His marathon trek of 400 miles (640 kilometres) to Johannesburg was the same distance he was forced to walk as a prisoner of war by the Germans.
The closing stages of a war veteran's epic journey.
Graham Cousins staged his own unique commemoration of the end of the Second World War.
He walked 400 miles (640 kilometres ) from Phalaborwa in South Africa to Johannesburg - the same distance German soldiers forced him, as a prisoner of war, to walk in 1945.
Some of his fellow P-O-Ws were there to greet him at the 'finish line'- the Johannesburg Easter Festival.
Cousins, a signalman, was one of the 10-thousand South African troops captured in June 1942 when German Field Marshall Rommel broke the British lines and captures the vital Mediterranean city of Tobruk .
He and his comrades were shipped to prisoner of war camps in eastern Germany.
As the Red Army drew nearer, the Germans forced a quarter of a million Allied P-O-Ws to march towards France to stop them from being liberated and fighting again.
They were finally liberated on the French border by the advancing American troops .
Despite his age, Cousins found the lengthy hike through the warm and dry northern regions of South Africa much easier than fifty years ago .

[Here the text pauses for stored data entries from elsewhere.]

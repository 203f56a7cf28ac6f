//! One round: a parallel scan of every candidate center for the largest acceptable circle.
//!
//! Candidate columns are handed out through a shared queue to a fixed pool of workers.
//! Each worker grows a circle at every candidate of its columns, seeded with the best
//! radius found so far by anyone, and offers the result to a single lock-guarded best.
//! A strict `>` decides, so among equal radii the first one offered wins. With more than
//! one worker which one that is depends on scheduling, and is not reproducible.

use {
  super::CircleTester,
  crate::{
    config::Config,
    error::{Error, Result},
    geometry::{Circle, Point},
    pixels::PixelGrid
  },
  parking_lot::Mutex,
  std::{
    any::Any,
    panic::{self, AssertUnwindSafe},
    sync::atomic::{AtomicU32, AtomicUsize, Ordering}
  }
};

/// The winner of a round, and the worker which found it.
#[derive(Debug, Copy, Clone, PartialEq, Eq)]
pub struct Candidate {
  pub circle: Circle,
  pub owner: usize
}

/// Candidate columns, `precision, 2 * precision, ..` below `width - precision`.
#[derive(Debug)]
pub(crate) struct ColumnQueue {
  columns: Vec<u32>,
  cursor: AtomicUsize
}

impl ColumnQueue {
  pub fn new(width: u32, precision: u32) -> Self {
    Self {
      columns: candidates(width, precision),
      cursor: AtomicUsize::new(0)
    }
  }

  pub fn len(&self) -> usize {
    self.columns.len()
  }

  /// `None` once drained, which is the normal exit of a worker.
  pub fn pop(&self) -> Option<u32> {
    let i = self.cursor.fetch_add(1, Ordering::Relaxed);
    self.columns.get(i).copied()
  }
}

fn candidates(extent: u32, precision: u32) -> Vec<u32> {
  (precision..extent.saturating_sub(precision))
    .step_by(precision.max(1) as usize)
    .collect()
}

/// Best candidate of the current round.
#[derive(Debug, Default)]
struct SharedBest {
  /// Mirrors `best`, readable without the lock. May be stale.
  radius: AtomicU32,
  best: Mutex<Option<Candidate>>
}

impl SharedBest {
  fn hint(&self) -> u32 {
    self.radius.load(Ordering::Relaxed)
  }

  fn offer(&self, candidate: Candidate) -> bool {
    let mut best = self.best.lock();
    let current = best.map_or(0, |best| best.circle.radius);
    if candidate.circle.radius > current {
      *best = Some(candidate);
      self.radius.store(candidate.circle.radius, Ordering::Relaxed);
      true
    } else {
      false
    }
  }
}

pub struct RoundCoordinator<'a> {
  tester: CircleTester<'a>,
  precision: u32,
  num_threads: usize
}

impl<'a> RoundCoordinator<'a> {
  pub fn new(grid: &'a PixelGrid, config: &Config, threshold: u32) -> Self {
    Self {
      tester: CircleTester::new(grid, config, threshold),
      precision: config.precision,
      num_threads: config.num_threads.max(1)
    }
  }

  /// Largest circle over all candidates, `None` if not a single one was accepted.
  /// Fails if any worker panicked.
  pub fn run(&self) -> Result<Option<Candidate>> {
    let grid_height = self.tester.grid().height();
    let queue = ColumnQueue::new(self.tester.grid().width(), self.precision);
    let rows = candidates(grid_height, self.precision);
    let shared = SharedBest::default();
    log::trace!("round: {} columns x {} rows, {} workers", queue.len(), rows.len(), self.num_threads);

    run_workers(self.num_threads, |owner| {
      while let Some(x) = queue.pop() {
        for &y in &rows {
          let center = Point::new(x, y);
          let radius = self.tester.grow(center, shared.hint());
          shared.offer(Candidate { circle: Circle { center, radius }, owner });
        }
      }
    })?;

    Ok(shared.best.into_inner())
  }
}

/// Run `work(owner)` for every `owner` in `0..num_threads` on a pool of as many threads,
/// returning once all of them finished.
pub(crate) fn run_workers(num_threads: usize, work: impl Fn(usize) + Sync) -> Result<()> {
  let pool = rayon::ThreadPoolBuilder::new()
    .num_threads(num_threads)
    .thread_name(|i| format!("ellipsify-worker-{}", i))
    .build()?;
  let work = &work;
  panic::catch_unwind(AssertUnwindSafe(|| pool.scope(|scope| {
    for owner in 0..num_threads {
      scope.spawn(move |_| work(owner));
    }
  }))).map_err(|payload| Error::WorkerPanicked(panic_message(payload)).into())
}

fn panic_message(payload: Box<dyn Any + Send>) -> String {
  payload.downcast_ref::<&str>().map(|s| s.to_string())
    .or_else(|| payload.downcast_ref::<String>().cloned())
    .unwrap_or_else(|| "unknown panic".into())
}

Members of the South African army shadowed his march with support vehicles and provided him with food and lodging.
Unlike the last time he did it, he said his biggest danger he faced was dodging oncoming traffic.
SOUNDBITE:
"All I really did was walk - with time to really see the country, take over 1,000 photographs and make friends with many people along the way."
SUPER CAPTION: Graham Cousins, World War II veteran
To mark the end of his trek the WWII veteran received presentations from the South African National Defence Force.
The friendly nature of this march was in stark contrast to the gruelling conditions of 1945- they became known as the Death Marches because so many died in the terrible winter walk.
SOUNDBITE:
"It wasn't a pleasure to walk then - snow in the middle of winter. They, prisoners were weak. A lot of them died along the way and to commemorate those who made it and those who didn't make it, I decided to try and walk the same distance in the same time."
SUPER CAPTION: Graham Cousins, World War II veteran
Cousins wore out one pair of hiking boots and stayed a day or two ahead of schedule.
He could have done it faster, he jokes, but the support car slowed him down.